If we introduce another national lockdown and bring the rate of infection under control, what next? Lockdowns are very effective in putting the brakes on the rate of infection. The central problem though is that while they treat the symptoms of Covid, they are not a cure.
Covid is still there, spreading silently and asymptomatically, waiting for the lockdown to lift. And when it does the rate of infection increases once more, moving gradually but inevitably towards exponential spread and further lockdowns.
We are now stuck in a lockdown groundhog day. However, rather than outcomes improving through each iteration, in lockdown groundhog day every cycle leads to job losses, damage to businesses and economy, reduced access to the NHS for those with other conditions, and poorer health and deaths in the future from diseases related to poverty and socioeconomic deprivation. As the public grow tired of restrictions, ever-increasing levels of compulsion are required, eroding liberties while the patient continues to suffer.

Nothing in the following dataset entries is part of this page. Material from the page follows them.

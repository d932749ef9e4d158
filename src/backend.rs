//! HTTP client for the notes backend.
//!
//! Two endpoints: a multipart upload that returns generated notes, and a
//! JSON question endpoint that returns an answer. Requests are synchronous,
//! so a response can never arrive after a newer render has replaced the
//! pane it targets.

use crate::error::Result;
use serde::Deserialize;
use std::path::Path;
use std::time::Duration;

/// Upload can take a while: the backend extracts and summarises the file.
const REQUEST_TIMEOUT: Duration = Duration::from_secs(180);

#[derive(Deserialize, Debug)]
/// Response body from the upload endpoint.
pub struct UploadResponse {
    /// Generated notes, absent when the backend produced none.
    #[serde(default)]
    pub notes: Option<String>,
}

#[derive(Deserialize, Debug)]
/// Response body from the ask endpoint.
pub struct AskResponse {
    /// Answer text, absent when the backend produced none.
    #[serde(default)]
    pub answer: Option<String>,
}

/// Blocking client for the two backend endpoints.
pub struct BackendClient {
    base_url: String,
    client: reqwest::blocking::Client,
}

impl BackendClient {
    /// Build a client for the given backend base URL.
    ///
    /// # Errors
    ///
    /// Returns an error if the underlying HTTP client cannot be constructed.
    pub fn new(base_url: &str) -> Result<Self> {
        let client = reqwest::blocking::Client::builder()
            .user_agent("noteum")
            .timeout(REQUEST_TIMEOUT)
            .build()?;

        Ok(Self {
            base_url: base_url.trim_end_matches('/').to_string(),
            client,
        })
    }

    /// Upload a document as a multipart payload and return generated notes.
    ///
    /// # Errors
    ///
    /// Returns an error if the file cannot be read, the request fails, the
    /// backend responds with a non-success status, or the body is not JSON.
    /// A success body without a `notes` field is not an error.
    pub fn upload(&self, path: &Path) -> Result<UploadResponse> {
        let form = reqwest::blocking::multipart::Form::new().file("file", path)?;

        let response = self
            .client
            .post(format!("{}/upload", self.base_url))
            .multipart(form)
            .send()?
            .error_for_status()?;

        Ok(response.json()?)
    }

    /// Ask a free-text question about the uploaded material.
    ///
    /// # Errors
    ///
    /// Returns an error if the request fails, the backend responds with a
    /// non-success status, or the body is not JSON. A success body without
    /// an `answer` field is not an error.
    pub fn ask(&self, question: &str) -> Result<AskResponse> {
        let response = self
            .client
            .post(format!("{}/ask", self.base_url))
            .json(&serde_json::json!({ "question": question }))
            .send()?
            .error_for_status()?;

        Ok(response.json()?)
    }
}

This will lead to a vicious circle of lockdown restrictions with a death toll resulting from the lockdown measures themselves that eventually outweighs those directly from Covid infections.
For the majority of people Covid is a trivial disease, but for those who are over 60 or have underlying health problems, and this includes obesity, it can be very deadly. What makes Covid a particular challenge is that it spreads easily and quickly, and the majority of our population has no immunity to it. As a result, left unchecked, infection rates can quickly become exponential, leading to huge numbers of very sick people particularly from those in the high-risk groups and overwhelm the health service.
As a doctor the thought of our NHS being overwhelmed chills my blood. We absolutely must protect the NHS and prevent a situation in which people end up dying who would otherwise survive, but for the availability of NHS Capacity to care for them. An overwhelmed health service means a collapse not just in Covid care but all other areas of health too.
After the ebola outbreak in the Democratic Republic of Congo, more people ended up dying from measles than ebola due to the impact on its health service and people afraid to go to healthcare centres. We’ve already seen people in the UK avoiding care when they need it and heard the harrowing stories of what happened in Lombardy in the start of the pandemic.
It is therefore absolutely right that the government takes measures to protect the NHS, as it did in March and again now. Preventing the NHS from being overwhelmed was the aim of the first lockdown and now regional lockdown measures. But we must also have a plan for the long term.
Without debate, our strategy has moved beyond “protect the NHS”, but to suppress while awaiting a vaccine. This presupposes that inventing a vaccine, and quickly, is inevitable. People talk about “discovering a vaccine” as if there is one in hiding, like an elemental metal, waiting to be found at the bottom of a river. The truth is we need to invent it and we have never invented a vaccine for a coronavirus before.
We have some good vaccine candidates, but these are only possibilities until they are shown they work. How many “cures” for dementia or cancer have there been announced in the tabloids, only to evaporate when robust clinical trials show otherwise? While we all hope for a positive outcome, we need a plan B in case they fail. Even the most optimistic among us do not expect a vaccine to be able to eradicate Covid and the benefits of a successful vaccine may only be modest.
Our plan B must be to manage Covid infection in our low-risk population in a way that allows the development of immunity, while protecting our high-risk groups and expanding and protecting the capacity of the NHS. There are a variety of proposals on how this could be done, but none are simple or without serious consequences.
Many people have already lost their lives as a result of this pandemic. We would of course wish to save every life. But that is simply not possible. We must debate not just the benefits but also the costs of the actions we take. In trying to minimise the number of Covid deaths now, we must consider the toll on future deaths from the effects of lockdown and restrictions, the damage to our economy and its effects on future disease, and the loss of liberty and quality of life.
We can’t simply wish Covid away with the magical promise of a vaccine. We must plan for the long-term exit strategy from the vicious cycle of Covid lockdowns. We cannot lockdown or suppress forever and if we did, the cure would end up worse than the disease.